## Directions
Copy out the entries below precisely; nothing is to be omitted.
== Data
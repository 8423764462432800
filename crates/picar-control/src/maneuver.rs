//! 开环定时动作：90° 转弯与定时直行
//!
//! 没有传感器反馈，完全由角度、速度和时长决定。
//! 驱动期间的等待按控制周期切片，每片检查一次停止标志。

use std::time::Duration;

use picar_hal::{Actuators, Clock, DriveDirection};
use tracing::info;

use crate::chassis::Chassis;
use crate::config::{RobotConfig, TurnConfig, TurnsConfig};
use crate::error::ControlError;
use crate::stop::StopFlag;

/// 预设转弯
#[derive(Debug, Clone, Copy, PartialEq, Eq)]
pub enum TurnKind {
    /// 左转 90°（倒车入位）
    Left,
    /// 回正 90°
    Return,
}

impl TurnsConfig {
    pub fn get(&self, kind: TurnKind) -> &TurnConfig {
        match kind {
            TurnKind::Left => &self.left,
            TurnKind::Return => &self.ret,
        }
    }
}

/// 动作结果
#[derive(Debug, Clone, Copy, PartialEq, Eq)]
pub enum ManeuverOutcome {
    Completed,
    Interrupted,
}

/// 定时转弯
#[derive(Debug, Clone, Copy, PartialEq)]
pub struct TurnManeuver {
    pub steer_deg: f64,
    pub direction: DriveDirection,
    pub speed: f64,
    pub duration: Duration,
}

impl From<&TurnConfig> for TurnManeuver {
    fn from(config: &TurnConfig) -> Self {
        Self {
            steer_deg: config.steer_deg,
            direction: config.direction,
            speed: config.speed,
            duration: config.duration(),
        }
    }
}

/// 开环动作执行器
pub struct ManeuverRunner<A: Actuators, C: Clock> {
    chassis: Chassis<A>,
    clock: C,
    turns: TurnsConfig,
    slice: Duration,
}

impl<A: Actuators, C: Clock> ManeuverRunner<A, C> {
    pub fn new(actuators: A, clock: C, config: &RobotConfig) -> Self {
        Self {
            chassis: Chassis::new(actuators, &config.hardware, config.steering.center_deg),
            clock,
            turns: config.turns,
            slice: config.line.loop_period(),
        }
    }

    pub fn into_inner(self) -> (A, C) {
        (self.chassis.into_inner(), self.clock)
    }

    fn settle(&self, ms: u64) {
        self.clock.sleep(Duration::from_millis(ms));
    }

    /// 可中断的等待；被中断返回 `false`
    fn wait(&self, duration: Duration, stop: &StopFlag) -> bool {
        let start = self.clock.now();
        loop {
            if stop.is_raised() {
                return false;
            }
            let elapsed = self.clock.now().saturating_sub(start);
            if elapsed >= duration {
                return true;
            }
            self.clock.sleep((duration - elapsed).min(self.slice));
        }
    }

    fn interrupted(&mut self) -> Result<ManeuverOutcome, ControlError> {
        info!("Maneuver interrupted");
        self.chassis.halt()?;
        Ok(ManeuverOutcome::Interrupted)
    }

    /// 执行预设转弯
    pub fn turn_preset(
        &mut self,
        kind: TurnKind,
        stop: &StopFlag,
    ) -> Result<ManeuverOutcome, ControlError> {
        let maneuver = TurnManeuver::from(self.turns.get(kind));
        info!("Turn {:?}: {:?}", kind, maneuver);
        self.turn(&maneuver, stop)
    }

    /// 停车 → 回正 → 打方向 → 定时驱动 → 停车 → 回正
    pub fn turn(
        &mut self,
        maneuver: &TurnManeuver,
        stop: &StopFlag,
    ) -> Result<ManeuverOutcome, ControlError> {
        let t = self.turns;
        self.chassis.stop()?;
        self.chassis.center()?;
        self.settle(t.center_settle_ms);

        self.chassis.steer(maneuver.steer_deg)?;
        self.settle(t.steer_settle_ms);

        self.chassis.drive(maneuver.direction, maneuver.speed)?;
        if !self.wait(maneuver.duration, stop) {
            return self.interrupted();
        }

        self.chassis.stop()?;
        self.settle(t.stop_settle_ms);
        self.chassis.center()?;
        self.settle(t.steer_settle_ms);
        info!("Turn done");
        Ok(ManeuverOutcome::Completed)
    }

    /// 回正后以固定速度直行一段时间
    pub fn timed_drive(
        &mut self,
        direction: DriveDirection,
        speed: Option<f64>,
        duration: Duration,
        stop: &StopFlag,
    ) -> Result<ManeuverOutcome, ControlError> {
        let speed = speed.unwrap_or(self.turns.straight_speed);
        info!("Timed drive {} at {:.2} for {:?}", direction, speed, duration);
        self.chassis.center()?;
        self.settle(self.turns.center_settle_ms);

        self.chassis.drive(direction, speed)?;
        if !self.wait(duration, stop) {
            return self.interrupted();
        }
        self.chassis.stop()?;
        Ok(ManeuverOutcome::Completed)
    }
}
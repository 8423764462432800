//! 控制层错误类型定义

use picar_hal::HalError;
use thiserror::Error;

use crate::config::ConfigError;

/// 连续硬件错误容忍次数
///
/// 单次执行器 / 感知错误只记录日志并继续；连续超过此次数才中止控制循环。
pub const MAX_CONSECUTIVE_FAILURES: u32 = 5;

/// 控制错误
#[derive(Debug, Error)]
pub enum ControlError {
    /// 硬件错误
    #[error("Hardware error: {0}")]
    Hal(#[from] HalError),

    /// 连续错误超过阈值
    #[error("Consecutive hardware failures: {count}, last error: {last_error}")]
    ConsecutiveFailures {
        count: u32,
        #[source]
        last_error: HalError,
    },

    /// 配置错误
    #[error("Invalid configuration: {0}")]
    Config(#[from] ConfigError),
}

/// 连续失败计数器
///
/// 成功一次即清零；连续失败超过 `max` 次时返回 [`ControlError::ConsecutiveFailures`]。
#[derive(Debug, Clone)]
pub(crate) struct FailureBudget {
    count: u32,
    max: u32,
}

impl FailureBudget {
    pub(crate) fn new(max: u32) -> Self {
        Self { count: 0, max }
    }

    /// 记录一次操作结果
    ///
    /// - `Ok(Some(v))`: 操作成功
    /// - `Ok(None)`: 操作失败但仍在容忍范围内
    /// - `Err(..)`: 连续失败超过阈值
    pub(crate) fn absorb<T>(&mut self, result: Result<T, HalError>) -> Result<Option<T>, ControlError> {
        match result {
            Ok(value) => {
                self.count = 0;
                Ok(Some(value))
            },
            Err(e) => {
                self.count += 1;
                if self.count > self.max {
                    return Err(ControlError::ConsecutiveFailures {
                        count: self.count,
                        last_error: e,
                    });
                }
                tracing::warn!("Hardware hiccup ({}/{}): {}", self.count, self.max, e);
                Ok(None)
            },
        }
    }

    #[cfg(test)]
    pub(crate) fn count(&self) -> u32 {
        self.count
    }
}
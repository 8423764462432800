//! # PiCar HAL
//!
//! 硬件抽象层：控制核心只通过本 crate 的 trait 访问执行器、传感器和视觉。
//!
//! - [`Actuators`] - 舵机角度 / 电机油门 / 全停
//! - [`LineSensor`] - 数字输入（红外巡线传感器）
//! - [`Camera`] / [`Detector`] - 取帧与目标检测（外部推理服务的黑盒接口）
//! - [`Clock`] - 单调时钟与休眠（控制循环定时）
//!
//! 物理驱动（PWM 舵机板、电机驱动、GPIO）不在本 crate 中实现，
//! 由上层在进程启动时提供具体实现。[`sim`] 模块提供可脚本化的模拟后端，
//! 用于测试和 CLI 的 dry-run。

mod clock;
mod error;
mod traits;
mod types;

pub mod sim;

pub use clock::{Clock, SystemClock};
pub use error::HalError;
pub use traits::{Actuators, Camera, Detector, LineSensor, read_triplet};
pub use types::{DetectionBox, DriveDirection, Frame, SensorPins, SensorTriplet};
====
## Completed exercise
repository 8423764462432800
filename crates/picar-control/src/maneuver.rs
//! 开环定时动作：90° 转弯与定时直行
//!
//! 没有传感器反馈，完全由角度、速度和时长决定。
//! 驱动期间的等待按控制周期切片，每片检查一次停止标志。

use std::time::Duration;

use picar_hal::{Actuators, Clock, DriveDirection};
use tracing::info;

use crate::chassis::Chassis;
use crate::config::{RobotConfig, TurnConfig, TurnsConfig};
use crate::error::ControlError;
use crate::stop::StopFlag;

/// 预设转弯
#[derive(Debug, Clone, Copy, PartialEq, Eq)]
pub enum TurnKind {
    /// 左转 90°（倒车入位）
    Left,
    /// 回正 90°
    Return,
}

impl TurnsConfig {
    pub fn get(&self, kind: TurnKind) -> &TurnConfig {
        match kind {
            TurnKind::Left => &self.left,
            TurnKind::Return => &self.ret,
        }
    }
}

/// 动作结果
#[derive(Debug, Clone, Copy, PartialEq, Eq)]
pub enum ManeuverOutcome {
    Completed,
    Interrupted,
}

/// 定时转弯
#[derive(Debug, Clone, Copy, PartialEq)]
pub struct TurnManeuver {
    pub steer_deg: f64,
    pub direction: DriveDirection,
    pub speed: f64,
    pub duration: Duration,
}

impl From<&TurnConfig> for TurnManeuver {
    fn from(config: &TurnConfig) -> Self {
        Self {
            steer_deg: config.steer_deg,
            direction: config.direction,
            speed: config.speed,
            duration: config.duration(),
        }
    }
}

/// 开环动作执行器
pub struct ManeuverRunner<A: Actuators, C: Clock> {
    chassis: Chassis<A>,
    clock: C,
    turns: TurnsConfig,
    slice: Duration,
}

impl<A: Actuators, C: Clock> ManeuverRunner<A, C> {
    pub fn new(actuators: A, clock: C, config: &RobotConfig) -> Self {
        Self {
            chassis: Chassis::new(actuators, &config.hardware, config.steering.center_deg),
            clock,
            turns: config.turns,
            slice: config.line.loop_period(),
        }
    }

    pub fn into_inner(self) -> (A, C) {
        (self.chassis.into_inner(), self.clock)
    }

    fn settle(&self, ms: u64) {
        self.clock.sleep(Duration::from_millis(ms));
    }

    /// 可中断的等待；被中断返回 `false`
    fn wait(&self, duration: Duration, stop: &StopFlag) -> bool {
        let start = self.clock.now();
        loop {
            if stop.is_raised() {
                return false;
            }
            let elapsed = self.clock.now().saturating_sub(start);
            if elapsed >= duration {
                return true;
            }
            self.clock.sleep((duration - elapsed).min(self.slice));
        }
    }

    fn interrupted(&mut self) -> Result<ManeuverOutcome, ControlError> {
        info!("Maneuver interrupted");
        self.chassis.halt()?;
        Ok(ManeuverOutcome::Interrupted)
    }

    /// 执行预设转弯
    pub fn turn_preset(
        &mut self,
        kind: TurnKind,
        stop: &StopFlag,
    ) -> Result<ManeuverOutcome, ControlError> {
        let maneuver = TurnManeuver::from(self.turns.get(kind));
        info!("Turn {:?}: {:?}", kind, maneuver);
        self.turn(&maneuver, stop)
    }

    /// 停车 → 回正 → 打方向 → 定时驱动 → 停车 → 回正
    pub fn turn(
        &mut self,
        maneuver: &TurnManeuver,
        stop: &StopFlag,
    ) -> Result<ManeuverOutcome, ControlError> {
        let t = self.turns;
        self.chassis.stop()?;
        self.chassis.center()?;
        self.settle(t.center_settle_ms);

        self.chassis.steer(maneuver.steer_deg)?;
        self.settle(t.steer_settle_ms);

        self.chassis.drive(maneuver.direction, maneuver.speed)?;
        if !self.wait(maneuver.duration, stop) {
            return self.interrupted();
        }

        self.chassis.stop()?;
        self.settle(t.stop_settle_ms);
        self.chassis.center()?;
        self.settle(t.steer_settle_ms);
        info!("Turn done");
        Ok(ManeuverOutcome::Completed)
    }

    /// 回正后以固定速度直行一段时间
    pub fn timed_drive(
        &mut self,
        direction: DriveDirection,
        speed: Option<f64>,
        duration: Duration,
        stop: &StopFlag,
    ) -> Result<ManeuverOutcome, ControlError> {
        let speed = speed.unwrap_or(self.turns.straight_speed);
        info!("Timed drive {} at {:.2} for {:?}", direction, speed, duration);
        self.chassis.center()?;
        self.settle(self.turns.center_settle_ms);

        self.chassis.drive(direction, speed)?;
        if !self.wait(duration, stop) {
            return self.interrupted();
        }
        self.chassis.stop()?;
        Ok(ManeuverOutcome::Completed)
    }
}
repository 8423764462432800
//! 控制层错误类型定义

use picar_hal::HalError;
use thiserror::Error;

use crate::config::ConfigError;

/// 连续硬件错误容忍次数
///
/// 单次执行器 / 感知错误只记录日志并继续；连续超过此次数才中止控制循环。
pub const MAX_CONSECUTIVE_FAILURES: u32 = 5;

/// 控制错误
#[derive(Debug, Error)]
pub enum ControlError {
    /// 硬件错误
    #[error("Hardware error: {0}")]
    Hal(#[from] HalError),

    /// 连续错误超过阈值
    #[error("Consecutive hardware failures: {count}, last error: {last_error}")]
    ConsecutiveFailures {
        count: u32,
        #[source]
        last_error: HalError,
    },

    /// 配置错误
    #[error("Invalid configuration: {0}")]
    Config(#[from] ConfigError),
}

/// 连续失败计数器
///
/// 成功一次即清零；连续失败超过 `max` 次时返回 [`ControlError::ConsecutiveFailures`]。
#[derive(Debug, Clone)]
pub(crate) struct FailureBudget {
    count: u32,
    max: u32,
}

impl FailureBudget {
    pub(crate) fn new(max: u32) -> Self {
        Self { count: 0, max }
    }

    /// 记录一次操作结果
    ///
    /// - `Ok(Some(v))`: 操作成功
    /// - `Ok(None)`: 操作失败但仍在容忍范围内
    /// - `Err(..)`: 连续失败超过阈值
    pub(crate) fn absorb<T>(&mut self, result: Result<T, HalError>) -> Result<Option<T>, ControlError> {
        match result {
            Ok(value) => {
                self.count = 0;
                Ok(Some(value))
            },
            Err(e) => {
                self.count += 1;
                if self.count > self.max {
                    return Err(ControlError::ConsecutiveFailures {
                        count: self.count,
                        last_error: e,
                    });
                }
                tracing::warn!("Hardware hiccup ({}/{}): {}", self.count, self.max, e);
                Ok(None)
            },
        }
    }

    #[cfg(test)]
    pub(crate) fn count(&self) -> u32 {
        self.count
    }
}
repository 8423764462432800
//! # PiCar HAL
//!
//! 硬件抽象层：控制核心只通过本 crate 的 trait 访问执行器、传感器和视觉。
//!
//! - [`Actuators`] - 舵机角度 / 电机油门 / 全停
//! - [`LineSensor`] - 数字输入（红外巡线传感器）
//! - [`Camera`] / [`Detector`] - 取帧与目标检测（外部推理服务的黑盒接口）
//! - [`Clock`] - 单调时钟与休眠（控制循环定时）
//!
//! 物理驱动（PWM 舵机板、电机驱动、GPIO）不在本 crate 中实现，
//! 由上层在进程启动时提供具体实现。[`sim`] 模块提供可脚本化的模拟后端，
//! 用于测试和 CLI 的 dry-run。

mod clock;
mod error;
mod traits;
mod types;

pub mod sim;

pub use clock::{Clock, SystemClock};
pub use error::HalError;
pub use traits::{Actuators, Camera, Detector, LineSensor, read_triplet};
pub use types::{DetectionBox, DriveDirection, Frame, SensorPins, SensorTriplet};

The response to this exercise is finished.